Se guardiamo al mondo c’è anche un rovescio della medaglia: troppi talenti, anche fra i ricercatori, fanno le valigie e non tornano.
«E’ un tema fondamentale. Noi dobbiamo dare una prospettiva a quanti lavorano o si sono formati nell’Ateneo. Certo, non è che tutti quei ricercatori bravi della Sapienza poi possono diventare docenti in Sapienza, è oggettivamente impossibile. Però ci sono dei casi in cui abbiamo formato ottimi elementi che poi sono andati a via, e quindi abbiamo ‘fornito’ delle eccellenze all’esterno. Ed è stato un problema. La questione, prima va affrontata concettualmente e poi praticamente».

Praticamente significa nel campo delle risorse?
«Su questo punto, La Sapienza può fare molto. L’Ateneo è un’enorme amministrazione pubblica, con un bilancio in attivo, grazie a chi ci ha preceduto. Ma ulteriori risorse possono anche essere reperite all’esterno del sistema universitario pubblico, attraverso progetti internazionali. Anche lì, è un circolo virtuoso: più sapremo valorizzare le eccellenze interne, più sapremo attirare le risorse esterne».

Altro tema è che c’è molta vitalità imprenditoriale da parte dei più giovani, ma i progetti spesso hanno vita breve perché non sono bene «accompagnati». Cosa può fare un’università come La Sapienza?
«Già in tempi molto lontani l’Ateneo ha sviluppato i cosiddetti ‘incubatori’. Per fare questo, però, è necessario avere un contesto amministrativo agile. Sul punto c’è molto da fare. L’obiettivo è mettere una grande università pubblica in grado di competere con gli incubatori delle università private».

Non possiamo parlare di università senza affrontare l’impatto del Covid sull’insegnamento. Come è stato alla Sapienza?
«Le matricole avrebbero meritato più attenzione in Sapienza, e questo forse è mancato. Purtroppo non li abbiamo portati tutti in Aula. Sono gli studenti che avevano già perduto metà dello scorso anno scolastico e fatto la maturità online.

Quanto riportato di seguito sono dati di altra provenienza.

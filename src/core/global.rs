//! Optional process-wide logger
//!
//! Nothing in the crate depends on this; it only gives call sites that cannot
//! be handed a logger a way to reach the one installed at startup.

use super::error::{LoggerError, Result};
use super::logger::Logger;
use std::sync::{Arc, OnceLock};

static GLOBAL_LOGGER: OnceLock<Arc<Logger>> = OnceLock::new();

/// Install `logger` as the process-wide logger. Only the first call succeeds.
pub fn set_global_logger(logger: Arc<Logger>) -> Result<()> {
    GLOBAL_LOGGER
        .set(logger)
        .map_err(|_| LoggerError::GlobalLoggerAlreadySet)
}

/// The installed process-wide logger, if any
pub fn global_logger() -> Option<&'static Arc<Logger>> {
    GLOBAL_LOGGER.get()
}
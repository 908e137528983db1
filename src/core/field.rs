//! Structured key/value fields attached to entries

use super::pool::Reset;
use std::fmt;
use std::io::{self, Write};
use std::sync::Arc;

/// Value type for structured logging fields
#[derive(Debug, Clone, Default)]
pub enum FieldValue {
    String(String),
    Int(i64),
    Uint(u64),
    Float(f64),
    Bool(bool),
    #[default]
    Null,
    /// Anything else, rendered with its `Debug` form
    Other(Arc<dyn fmt::Debug + Send + Sync>),
}

impl FieldValue {
    /// Wrap an arbitrary value, rendered through `Debug` when written.
    pub fn debug<T>(value: T) -> Self
    where
        T: fmt::Debug + Send + Sync + 'static,
    {
        FieldValue::Other(Arc::new(value))
    }

    /// Append the textual form of this value to `buf`.
    pub fn write_to(&self, buf: &mut Vec<u8>) -> io::Result<()> {
        match self {
            FieldValue::String(s) => buf.extend_from_slice(s.as_bytes()),
            FieldValue::Int(i) => write!(buf, "{}", i)?,
            FieldValue::Uint(u) => write!(buf, "{}", u)?,
            FieldValue::Bool(true) => buf.extend_from_slice(b"true"),
            FieldValue::Bool(false) => buf.extend_from_slice(b"false"),
            FieldValue::Float(f) => write!(buf, "{}", f)?,
            FieldValue::Null => buf.extend_from_slice(b"null"),
            FieldValue::Other(v) => write!(buf, "{:?}", v)?,
        }
        Ok(())
    }

    /// Convert to serde_json::Value for JSON serialization
    #[must_use]
    pub fn to_json_value(&self) -> serde_json::Value {
        match self {
            FieldValue::String(s) => serde_json::Value::String(s.clone()),
            FieldValue::Int(i) => serde_json::Value::Number((*i).into()),
            FieldValue::Uint(u) => serde_json::Value::Number((*u).into()),
            FieldValue::Float(f) => serde_json::Number::from_f64(*f)
                .map(serde_json::Value::Number)
                .unwrap_or(serde_json::Value::Null),
            FieldValue::Bool(b) => serde_json::Value::Bool(*b),
            FieldValue::Null => serde_json::Value::Null,
            FieldValue::Other(v) => serde_json::Value::String(format!("{:?}", v)),
        }
    }
}

impl fmt::Display for FieldValue {
    fn fmt(&self, f: &mut fmt::Formatter<'_>) -> fmt::Result {
        match self {
            FieldValue::String(s) => f.write_str(s),
            FieldValue::Int(i) => write!(f, "{}", i),
            FieldValue::Uint(u) => write!(f, "{}", u),
            FieldValue::Float(fl) => write!(f, "{}", fl),
            FieldValue::Bool(b) => write!(f, "{}", b),
            FieldValue::Null => f.write_str("null"),
            FieldValue::Other(v) => write!(f, "{:?}", v),
        }
    }
}

impl From<String> for FieldValue {
    fn from(s: String) -> Self {
        FieldValue::String(s)
    }
}

impl From<&str> for FieldValue {
    fn from(s: &str) -> Self {
        FieldValue::String(s.to_string())
    }
}

impl From<bool> for FieldValue {
    fn from(b: bool) -> Self {
        FieldValue::Bool(b)
    }
}

impl From<f32> for FieldValue {
    fn from(f: f32) -> Self {
        FieldValue::Float(f as f64)
    }
}

impl From<f64> for FieldValue {
    fn from(f: f64) -> Self {
        FieldValue::Float(f)
    }
}

macro_rules! impl_from_signed {
    ($($t:ty),*) => {
        $(impl From<$t> for FieldValue {
            fn from(i: $t) -> Self {
                FieldValue::Int(i as i64)
            }
        })*
    };
}

macro_rules! impl_from_unsigned {
    ($($t:ty),*) => {
        $(impl From<$t> for FieldValue {
            fn from(u: $t) -> Self {
                FieldValue::Uint(u as u64)
            }
        })*
    };
}

impl_from_signed!(i8, i16, i32, i64, isize);
impl_from_unsigned!(u8, u16, u32, u64, usize);

/// One key/value pair of structured context.
///
/// Fields handed out by [`Logger::field`](crate::Logger::field) come from the
/// logger's field pool and go back to it when their entry is reclaimed.
#[derive(Debug, Clone, Default)]
pub struct Field {
    pub key: String,
    pub value: FieldValue,
}

impl Field {
    pub fn new(key: impl Into<String>, value: impl Into<FieldValue>) -> Self {
        Self {
            key: key.into(),
            value: value.into(),
        }
    }
}

impl Reset for Field {
    fn reset(&mut self) {
        self.key.clear();
        self.value = FieldValue::Null;
    }
}

impl fmt::Display for Field {
    fn fmt(&self, f: &mut fmt::Formatter<'_>) -> fmt::Result {
        write!(f, "{}={}", self.key, self.value)
    }
}
//! Logger and handler metrics for observability
//!
//! Provides counters for monitoring dispatch health (routing misses,
//! stalled handlers) and handler health (write failures).

use std::sync::atomic::{AtomicU64, Ordering};

/// Dispatch counters kept by a [`Logger`](crate::Logger).
///
/// # Example
///
/// ```
/// use rust_log_router::LoggerMetrics;
///
/// let metrics = LoggerMetrics::new();
/// metrics.record_dispatched(3);
/// metrics.record_unrouted();
///
/// assert_eq!(metrics.dispatched(), 1);
/// assert_eq!(metrics.deliveries(), 3);
/// assert_eq!(metrics.unrouted(), 1);
/// ```
#[derive(Debug)]
pub struct LoggerMetrics {
    /// Entries delivered to at least one handler and fully acknowledged
    dispatched: AtomicU64,

    /// Handler copies acknowledged across all dispatched entries
    deliveries: AtomicU64,

    /// Entries dropped because no handler listens on their level
    unrouted: AtomicU64,

    /// Entries whose handlers missed the completion timeout
    stalled: AtomicU64,
}

impl LoggerMetrics {
    pub const fn new() -> Self {
        Self {
            dispatched: AtomicU64::new(0),
            deliveries: AtomicU64::new(0),
            unrouted: AtomicU64::new(0),
            stalled: AtomicU64::new(0),
        }
    }

    #[inline]
    pub fn dispatched(&self) -> u64 {
        self.dispatched.load(Ordering::Relaxed)
    }

    #[inline]
    pub fn deliveries(&self) -> u64 {
        self.deliveries.load(Ordering::Relaxed)
    }

    #[inline]
    pub fn unrouted(&self) -> u64 {
        self.unrouted.load(Ordering::Relaxed)
    }

    #[inline]
    pub fn stalled(&self) -> u64 {
        self.stalled.load(Ordering::Relaxed)
    }

    /// Record an entry acknowledged by `fan_out` handlers
    #[inline]
    pub fn record_dispatched(&self, fan_out: usize) {
        self.dispatched.fetch_add(1, Ordering::Relaxed);
        self.deliveries.fetch_add(fan_out as u64, Ordering::Relaxed);
    }

    #[inline]
    pub fn record_unrouted(&self) -> u64 {
        self.unrouted.fetch_add(1, Ordering::Relaxed)
    }

    /// Record a stalled dispatch, returning the previous count
    #[inline]
    pub fn record_stalled(&self) -> u64 {
        self.stalled.fetch_add(1, Ordering::Relaxed)
    }

    /// Reset all metrics to zero
    pub fn reset(&self) {
        self.dispatched.store(0, Ordering::Relaxed);
        self.deliveries.store(0, Ordering::Relaxed);
        self.unrouted.store(0, Ordering::Relaxed);
        self.stalled.store(0, Ordering::Relaxed);
    }
}

impl Default for LoggerMetrics {
    fn default() -> Self {
        Self::new()
    }
}

/// Counters kept by an output handler's workers.
#[derive(Debug)]
pub struct HandlerMetrics {
    written: AtomicU64,
    write_errors: AtomicU64,
    format_panics: AtomicU64,
}

impl HandlerMetrics {
    pub const fn new() -> Self {
        Self {
            written: AtomicU64::new(0),
            write_errors: AtomicU64::new(0),
            format_panics: AtomicU64::new(0),
        }
    }

    #[inline]
    pub fn written(&self) -> u64 {
        self.written.load(Ordering::Relaxed)
    }

    #[inline]
    pub fn write_errors(&self) -> u64 {
        self.write_errors.load(Ordering::Relaxed)
    }

    #[inline]
    pub fn format_panics(&self) -> u64 {
        self.format_panics.load(Ordering::Relaxed)
    }

    #[inline]
    pub fn record_written(&self) -> u64 {
        self.written.fetch_add(1, Ordering::Relaxed)
    }

    /// Record a failed write, returning the previous count
    #[inline]
    pub fn record_write_error(&self) -> u64 {
        self.write_errors.fetch_add(1, Ordering::Relaxed)
    }

    #[inline]
    pub fn record_format_panic(&self) -> u64 {
        self.format_panics.fetch_add(1, Ordering::Relaxed)
    }
}

impl Default for HandlerMetrics {
    fn default() -> Self {
        Self::new()
    }
}
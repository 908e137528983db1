//! Log entry structures
//!
//! An [`Entry`] is owned by the producing call site and usually comes from
//! the logger's entry pool. During dispatch every matching handler receives
//! a [`HandlerEntry`]: a by-value copy of the header (level, timestamp,
//! location) that shares the message and fields with the producer's entry. The
//! shared body is only handed back to the pool once every copy is gone.

use super::barrier::CompletionBarrier;
use super::field::Field;
use super::log_level::LogLevel;
use super::pool::Reset;
use chrono::{DateTime, Utc};
use std::sync::Arc;

/// Message and fields shared read-only between an entry and its copies.
#[derive(Debug, Clone, Default)]
pub struct EntryBody {
    pub(crate) message: String,
    pub(crate) fields: Vec<Field>,
}

static EMPTY_BODY: EntryBody = EntryBody {
    message: String::new(),
    fields: Vec::new(),
};

#[derive(Debug)]
pub struct Entry {
    pub level: LogLevel,
    pub timestamp: DateTime<Utc>,
    /// Source file of the call site, empty when not captured
    pub file: &'static str,
    /// Source line of the call site, 0 when not captured
    pub line: u32,
    body: Arc<EntryBody>,
    completion: Arc<CompletionBarrier>,
}

impl Entry {
    /// Build a standalone entry outside of any pool.
    pub fn new(level: LogLevel, message: impl Into<String>) -> Self {
        Self {
            level,
            timestamp: Utc::now(),
            file: "",
            line: 0,
            body: Arc::new(EntryBody {
                message: message.into(),
                fields: Vec::new(),
            }),
            completion: Arc::new(CompletionBarrier::new()),
        }
    }

    #[must_use]
    pub fn with_location(mut self, file: &'static str, line: u32) -> Self {
        self.file = file;
        self.line = line;
        self
    }

    #[must_use]
    pub fn with_timestamp(mut self, timestamp: DateTime<Utc>) -> Self {
        self.timestamp = timestamp;
        self
    }

    #[must_use]
    pub fn with_field(mut self, field: Field) -> Self {
        self.push_field(field);
        self
    }

    pub fn message(&self) -> &str {
        &self.body.message
    }

    pub fn fields(&self) -> &[Field] {
        &self.body.fields
    }

    pub fn message_mut(&mut self) -> &mut String {
        &mut self.body_mut().message
    }

    pub fn push_field(&mut self, field: Field) {
        self.body_mut().fields.push(field);
    }

    pub(crate) fn body_mut(&mut self) -> &mut EntryBody {
        Arc::make_mut(&mut self.body)
    }

    /// The body, if no handler copy still references it.
    pub(crate) fn unique_body(&mut self) -> Option<&mut EntryBody> {
        Arc::get_mut(&mut self.body)
    }

    pub(crate) fn completion(&self) -> &CompletionBarrier {
        &self.completion
    }

    /// Shallow copy handed to one handler.
    pub(crate) fn copy_for_handler(&self) -> HandlerEntry {
        HandlerEntry {
            level: self.level,
            timestamp: self.timestamp,
            file: self.file,
            line: self.line,
            body: Some(Arc::clone(&self.body)),
            completion: Arc::clone(&self.completion),
        }
    }
}

impl Default for Entry {
    fn default() -> Self {
        Self {
            level: LogLevel::default(),
            timestamp: DateTime::<Utc>::default(),
            file: "",
            line: 0,
            body: Arc::new(EntryBody::default()),
            completion: Arc::new(CompletionBarrier::new()),
        }
    }
}

impl Reset for Entry {
    fn reset(&mut self) {
        self.level = LogLevel::default();
        self.file = "";
        self.line = 0;
        match Arc::get_mut(&mut self.body) {
            Some(body) => {
                body.message.clear();
                body.fields.clear();
            }
            None => self.body = Arc::new(EntryBody::default()),
        }
        self.completion.arm(0);
    }
}

/// The copy of an [`Entry`] a handler receives on its channel.
///
/// Header fields are the handler's own and may be modified freely (for
/// example to shorten `file`). Message and fields are shared and read-only.
///
/// Completion is signalled exactly once, either through
/// [`consumed`](Self::consumed) or when the value is dropped, so a handler
/// that panics mid-entry still releases the producer. Keeping a
/// `HandlerEntry` alive holds up the producing call site.
#[derive(Debug)]
pub struct HandlerEntry {
    pub level: LogLevel,
    pub timestamp: DateTime<Utc>,
    pub file: &'static str,
    pub line: u32,
    body: Option<Arc<EntryBody>>,
    completion: Arc<CompletionBarrier>,
}

impl HandlerEntry {
    pub fn message(&self) -> &str {
        &self.body().message
    }

    pub fn fields(&self) -> &[Field] {
        &self.body().fields
    }

    /// `(file, line)` when the call site was captured.
    pub fn location(&self) -> Option<(&'static str, u32)> {
        (self.line != 0).then_some((self.file, self.line))
    }

    /// Signal that this handler is finished with the entry.
    pub fn consumed(self) {}

    fn body(&self) -> &EntryBody {
        self.body.as_deref().unwrap_or(&EMPTY_BODY)
    }
}

impl Drop for HandlerEntry {
    fn drop(&mut self) {
        // Release the shared body first so the producer finds it unique.
        self.body.take();
        self.completion.done();
    }
}

impl From<Entry> for HandlerEntry {
    /// Detached copy, not tied to any dispatch.
    fn from(entry: Entry) -> Self {
        entry.copy_for_handler()
    }
}
//! Error types for the logger system

use super::log_level::LogLevel;
use std::fmt;

pub type Result<T> = std::result::Result<T, LoggerError>;

#[derive(Debug, thiserror::Error)]
pub enum LoggerError {
    /// IO error with context
    #[error("IO error while {operation}: {message}")]
    IoOperation {
        operation: String,
        message: String,
        #[source]
        source: std::io::Error,
    },

    /// JSON (de)serialization error
    #[error("JSON error: {0}")]
    JsonError(#[from] serde_json::Error),

    /// Unknown level name
    #[error("Invalid log level: '{0}'")]
    InvalidLevel(String),

    /// Invalid configuration with details
    #[error("Invalid configuration for {component}: {message}")]
    InvalidConfiguration { component: String, message: String },

    /// A handler could not start its consumers
    #[error("Handler '{handler}' failed to start: {source}")]
    HandlerStart {
        handler: String,
        #[source]
        source: std::io::Error,
    },

    /// Handlers did not acknowledge an entry within the completion timeout
    #[error("{pending} handler(s) stalled on a {level} entry")]
    HandlerStalled { level: LogLevel, pending: usize },

    /// The process-wide logger was already installed
    #[error("Global logger already set")]
    GlobalLoggerAlreadySet,
}

impl LoggerError {
    /// Create an IO operation error with context
    pub fn io_operation(
        operation: impl Into<String>,
        message: impl Into<String>,
        source: std::io::Error,
    ) -> Self {
        LoggerError::IoOperation {
            operation: operation.into(),
            message: message.into(),
            source,
        }
    }

    /// Create an invalid configuration error
    pub fn config(component: impl Into<String>, message: impl Into<String>) -> Self {
        LoggerError::InvalidConfiguration {
            component: component.into(),
            message: message.into(),
        }
    }

    pub fn handler_start(handler: impl Into<String>, source: std::io::Error) -> Self {
        LoggerError::HandlerStart {
            handler: handler.into(),
            source,
        }
    }

    pub fn handler_stalled(level: LogLevel, pending: usize) -> Self {
        LoggerError::HandlerStalled { level, pending }
    }
}

/// Payload raised by [`Logger::panic`](crate::Logger::panic) once the
/// entry has been delivered to every handler.
///
/// Recover it with `std::panic::catch_unwind` and
/// `payload.downcast_ref::<PanicSignal>()`.
#[derive(Debug, Clone, PartialEq, Eq)]
pub struct PanicSignal {
    pub message: String,
}

impl fmt::Display for PanicSignal {
    fn fmt(&self, f: &mut fmt::Formatter<'_>) -> fmt::Result {
        f.write_str(&self.message)
    }
}

#[cfg(test)]
mod tests {
    use super::*;

    #[test]
    fn test_error_creation() {
        let err = LoggerError::config("ConsoleHandler", "buffer too large");
        assert!(matches!(err, LoggerError::InvalidConfiguration { .. }));

        let err = LoggerError::handler_stalled(LogLevel::Warn, 2);
        assert!(matches!(err, LoggerError::HandlerStalled { pending: 2, .. }));
    }

    #[test]
    fn test_error_display() {
        let err = LoggerError::handler_stalled(LogLevel::Error, 3);
        assert_eq!(err.to_string(), "3 handler(s) stalled on a ERROR entry");

        let err = LoggerError::InvalidLevel("LOUD".to_string());
        assert_eq!(err.to_string(), "Invalid log level: 'LOUD'");

        let err = LoggerError::config("ConsoleHandler", "bad root");
        assert_eq!(
            err.to_string(),
            "Invalid configuration for ConsoleHandler: bad root"
        );
    }

    #[test]
    fn test_io_operation_error() {
        let io_err = std::io::Error::new(std::io::ErrorKind::BrokenPipe, "pipe closed");
        let err = LoggerError::io_operation("writing console line", "sink rejected write", io_err);

        assert!(err.to_string().contains("writing console line"));
        assert!(err.to_string().contains("sink rejected write"));
    }

    #[test]
    fn test_panic_signal_display() {
        let signal = PanicSignal {
            message: "disk gone".to_string(),
        };
        assert_eq!(signal.to_string(), "disk gone");
    }
}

Poi ci sono gli studenti dell’area medica. Su di loro, il Covid ha avuto un effetto molto negativo. La trasformazione progressiva del Policlinico Umberto I nel più grande ospedale Covid del Lazio è stata sicuramente un’iniziativa giustificata dal contesto pandemico. Ma forse non si è riflettuto abbastanza sul fatto che ciò ha privato gli studenti di medicina, quelli delle professioni sanitarie e gli specializzandi di un pezzo della loro formazione. Su questo bisognava essere più cauti».

Lei, in quanto sinologo, balzò agli onori delle cronache per essere stato citato nella lettera di Xi Jinping al Corriere della Sera lo scorso anno. Quanto di rischio e quanto di opportunità c’è nei rapporti con la Cina?
«Se noi riusciamo ad interagire, in maniera intelligente, possiamo trasformare la spinta di trasformazione che sta avendo la Cina in un’opportunità per noi. Se troviamo degli spazi di interazione con loro, potremmo in qualche modo innanzitutto ‘contaminarli', ma anche far sì che ci sia un beneficio anche per il nostro sistema».